Me: "Ok, go to web e-mail, open this link, I'll take remote control."
AngryRussian: "Sigh how the fuck do I do that?"
Me: "Go to this address - https://workdomainname/remote...make sure you get the S in https."
AngryRussian: "Sorry, what? An x?"
Me: "S. S for sydney."
AngryRussian: "S for sydney?"
Me: "Yup!"
AngryRussian: "...It's not working, the server must be down, for fucks sake!"
Me: "Er, it's up, can you repeat the address you've typed in please?"
AngryRussian: "httpsforsydney://workdomainname/remote"
Me: "..........."
AngryRussian: "Fucking computers!"

I go through the process of telling him the address, get him to follow the link in the e-mail, and I take remote control.

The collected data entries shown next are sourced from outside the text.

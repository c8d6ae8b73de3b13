use std::sync::Arc;

use tally_api::{KeyValueStore, MetricsSink, PurchaseRecord, StorageError};

use crate::clock::{Clock, SystemClock};
use crate::config::PipelineConfig;
use crate::error::ParseError;
use crate::key::RecordKeyDeriver;
use crate::metrics::purchase_counter;
use crate::parser::EventParser;

/// What happened to one event.
#[derive(Debug, Clone, PartialEq, Eq)]
pub enum IngestOutcome {
    /// Persisted under `key`.
    Stored { key: Vec<u8>, record: PurchaseRecord },
    /// Rejected by the parser. Already logged; nothing was written.
    Dropped(ParseError),
}

impl IngestOutcome {
    pub fn is_stored(&self) -> bool {
        matches!(self, IngestOutcome::Stored { .. })
    }
}

/// parse → key → write → metric, once per event.
///
/// Holds no per-event state. Clones share the store, metrics sink and clock,
/// so a transport can run one clone per worker thread.
#[derive(Clone)]
pub struct IngestionPipeline {
    parser: EventParser,
    keys: RecordKeyDeriver,
    store: Arc<dyn KeyValueStore>,
    metrics: Arc<dyn MetricsSink>,
    clock: Arc<dyn Clock>,
}

impl IngestionPipeline {
    pub fn new(
        config: PipelineConfig,
        store: Arc<dyn KeyValueStore>,
        metrics: Arc<dyn MetricsSink>,
    ) -> Self {
        Self {
            parser: EventParser::new(config.product_id),
            keys: RecordKeyDeriver::new(config.key_encoding),
            store,
            metrics,
            clock: Arc::new(SystemClock),
        }
    }

    /// Replace the ingest-time source.
    pub fn with_clock(mut self, clock: Arc<dyn Clock>) -> Self {
        self.clock = clock;
        self
    }

    /// Handle one raw event.
    ///
    /// Parse failures are logged and reported as `Dropped`; they are never
    /// errors. A storage failure is returned untouched: whether to redeliver
    /// the event is the caller's decision.
    pub fn on_event(&self, payload: &[u8]) -> Result<IngestOutcome, StorageError> {
        let parsed = match self.parser.parse(payload) {
            Ok(parsed) => parsed,
            Err(e) => {
                tracing::warn!(
                    payload = %String::from_utf8_lossy(payload),
                    error = %e,
                    "invalid purchase event, dropping"
                );
                return Ok(IngestOutcome::Dropped(e));
            }
        };

        let record = parsed.into_record(self.clock.now_ms());
        let key = self.keys.key_for(&record);

        if let Err(e) = self.store.write(&key, &record) {
            tracing::error!(customer = %record.customer(), error = %e, "failed to store purchase");
            return Err(e);
        }

        self.metrics.increment(&purchase_counter(record.customer()));
        tracing::debug!(
            customer = %record.customer(),
            product = %record.product(),
            quantity = record.quantity(),
            ingest_time_ms = record.ingest_time_ms(),
            "purchase stored"
        );

        Ok(IngestOutcome::Stored { key, record })
    }
}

Me: "Ok...you're not getting any e-mails in Outlook at home because you're not connected to the VPN."
AngryRussian: "VPN? You mean the Internet? I'm connected!"

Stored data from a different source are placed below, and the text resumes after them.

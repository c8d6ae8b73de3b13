pub mod error;
pub mod metrics;
pub mod record;
pub mod storage;

pub use error::{ErrorKind, StorageError};
pub use metrics::{MetricsSink, NoopMetrics};
pub use record::{ProductId, PurchaseRecord};
pub use storage::{KeyValueStore, Split, SplitScanner, records, split_key_ranges};
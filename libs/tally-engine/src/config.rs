use serde::Deserialize;

use crate::key::KeyEncoding;
use crate::parser::ProductIdMode;

/// `[pipeline]` section: record schema and key layout.
///
/// Every pipeline writing to one store must share the same values, otherwise
/// the store ends up with mixed product schemas and key layouts.
#[derive(Debug, Clone, Copy, Default, PartialEq, Eq, Deserialize)]
#[serde(default, deny_unknown_fields)]
pub struct PipelineConfig {
    pub product_id: ProductIdMode,
    pub key_encoding: KeyEncoding,
}
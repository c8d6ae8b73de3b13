use tally_api::StorageError;

/// Why an inbound event was rejected. Rejected events are dropped, never retried.
#[derive(Debug, Clone, PartialEq, Eq, thiserror::Error)]
pub enum ParseError {
    #[error("expected 3 comma-separated fields, found {found}")]
    FieldCount { found: usize },

    #[error("quantity {value:?} is not a non-negative integer")]
    InvalidQuantity { value: String },

    #[error("product id {value:?} is not numeric")]
    InvalidProductId { value: String },
}

#[derive(Debug, thiserror::Error)]
pub enum EngineError {
    #[error("storage error: {0}")]
    Storage(#[from] StorageError),

    #[error("scan task failed: {0}")]
    ScanTask(#[from] tokio::task::JoinError),
}

impl EngineError {
    /// Add context to the error.
    ///
    /// For `Storage` variant, context is added to the inner `StorageError`.
    pub fn with_context(self, ctx: impl std::fmt::Display) -> Self {
        match self {
            EngineError::Storage(e) => EngineError::Storage(e.with_context(ctx)),
            other => other,
        }
    }
}
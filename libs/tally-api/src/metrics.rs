/// Counter sink the pipeline reports to after each stored purchase.
///
/// Fire-and-forget: implementations swallow their own failures and must not
/// block ingestion.
pub trait MetricsSink: Send + Sync {
    /// Increment the counter named `counter` by one.
    fn increment(&self, counter: &str);
}

/// Sink that drops every increment.
pub struct NoopMetrics;

impl MetricsSink for NoopMetrics {
    fn increment(&self, _counter: &str) {}
}

impl<T: MetricsSink + ?Sized> MetricsSink for std::sync::Arc<T> {
    fn increment(&self, counter: &str) {
        (**self).increment(counter);
    }
}

/// Fan-out: every increment goes to both sinks.
impl<A: MetricsSink, B: MetricsSink> MetricsSink for (A, B) {
    fn increment(&self, counter: &str) {
        self.0.increment(counter);
        self.1.increment(counter);
    }
}
mod cmd;
mod config;
mod error;
mod store;
mod transport;

use clap::Parser;

use config::{Cli, Commands, ServerConfig};

#[tokio::main]
async fn main() {
    tracing_subscriber::fmt()
        .with_env_filter(
            tracing_subscriber::EnvFilter::try_from_default_env()
                .unwrap_or_else(|_| "info".into()),
        )
        .with_writer(std::io::stderr)
        .init();

    let cli = Cli::parse();

    if let Some(path) = &cli.config {
        tracing::info!(config = %path.display(), "loading configuration");
    }
    let config = match ServerConfig::load(cli.config.as_deref()) {
        Ok(c) => c,
        Err(e) => {
            tracing::error!(error = %e, "failed to load config");
            std::process::exit(1);
        }
    };

    let result = match cli.command {
        Commands::Ingest(args) => cmd::ingest::run(&config, args).await,
        Commands::Scan(args) => cmd::scan::run(&config, args).await,
        Commands::Get(args) => cmd::get::run(&config, args),
    };

    if let Err(e) = result {
        eprintln!("Error: {e}");
        std::process::exit(1);
    }
}
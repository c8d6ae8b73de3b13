use std::collections::BTreeMap;
use std::sync::Arc;

use parking_lot::RwLock;

use tally_api::{KeyValueStore, PurchaseRecord, Split, SplitScanner, StorageError, split_key_ranges};

// ═══════════════════════════════════════════════════════════════
//  MemoryStoreConfig
// ═══════════════════════════════════════════════════════════════

fn default_keys_per_split() -> usize {
    1024
}

#[derive(Debug, Clone, serde::Deserialize)]
#[serde(deny_unknown_fields)]
pub struct MemoryStoreConfig {
    #[serde(default = "default_keys_per_split")]
    pub keys_per_split: usize,
}

impl Default for MemoryStoreConfig {
    fn default() -> Self {
        Self {
            keys_per_split: default_keys_per_split(),
        }
    }
}

// ═══════════════════════════════════════════════════════════════
//  MemoryStore
// ═══════════════════════════════════════════════════════════════

type Records = Arc<RwLock<BTreeMap<Vec<u8>, PurchaseRecord>>>;

/// Ordered in-memory store. Nothing survives the process.
///
/// Splits are key ranges of at most `keys_per_split` keys at enumeration time.
pub struct MemoryStore {
    records: Records,
    keys_per_split: usize,
}

impl MemoryStore {
    pub fn new(keys_per_split: usize) -> Self {
        Self {
            records: Arc::new(RwLock::new(BTreeMap::new())),
            keys_per_split,
        }
    }

    pub fn from_config(config: &MemoryStoreConfig) -> Self {
        Self::new(config.keys_per_split)
    }

    pub fn len(&self) -> usize {
        self.records.read().len()
    }

    pub fn is_empty(&self) -> bool {
        self.records.read().is_empty()
    }
}

impl Default for MemoryStore {
    fn default() -> Self {
        Self::from_config(&MemoryStoreConfig::default())
    }
}

impl KeyValueStore for MemoryStore {
    fn write(&self, key: &[u8], record: &PurchaseRecord) -> Result<(), StorageError> {
        self.records.write().insert(key.to_vec(), record.clone());
        Ok(())
    }

    fn read(&self, key: &[u8]) -> Result<Option<PurchaseRecord>, StorageError> {
        Ok(self.records.read().get(key).cloned())
    }

    fn list_splits(&self) -> Result<Vec<Split>, StorageError> {
        let records = self.records.read();
        Ok(split_key_ranges(records.keys().map(Vec::as_slice), self.keys_per_split))
    }

    fn create_scanner(&self, split: &Split) -> Box<dyn SplitScanner> {
        Box::new(MemoryScanner {
            records: self.records.clone(),
            split: split.clone(),
            cursor: None,
        })
    }
}

// ═══════════════════════════════════════════════════════════════
//  MemoryScanner
// ═══════════════════════════════════════════════════════════════

/// Walks one split in key order. The lock is taken per record, never held
/// between calls, so writers are not blocked by a slow consumer.
struct MemoryScanner {
    records: Records,
    split: Split,
    /// Last key returned.
    cursor: Option<Vec<u8>>,
}

impl SplitScanner for MemoryScanner {
    fn initialize(&mut self, split: &Split) -> Result<(), StorageError> {
        self.split = split.clone();
        self.cursor = None;
        Ok(())
    }

    fn next_record(&mut self) -> Result<Option<PurchaseRecord>, StorageError> {
        let next = {
            let Some(bounds) = self.split.remaining(self.cursor.as_deref()) else {
                return Ok(None);
            };
            let records = self.records.read();
            records
                .range::<[u8], _>(bounds)
                .next()
                .map(|(k, v)| (k.clone(), v.clone()))
        };

        Ok(next.map(|(key, record)| {
            self.cursor = Some(key);
            record
        }))
    }
}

Me: "If you want your e-mail in your Outlook client at home, you'll need to connect to the VPN first, then you'll get your e-mails."
AngryRussian: "Jesus fucking christ, more connections?!"
Me: "Let me set this up for you, ok? You understand that you'll have to click on <desktop shortcut> first, ok?"
AngryRussian: "Yea yea ok bye."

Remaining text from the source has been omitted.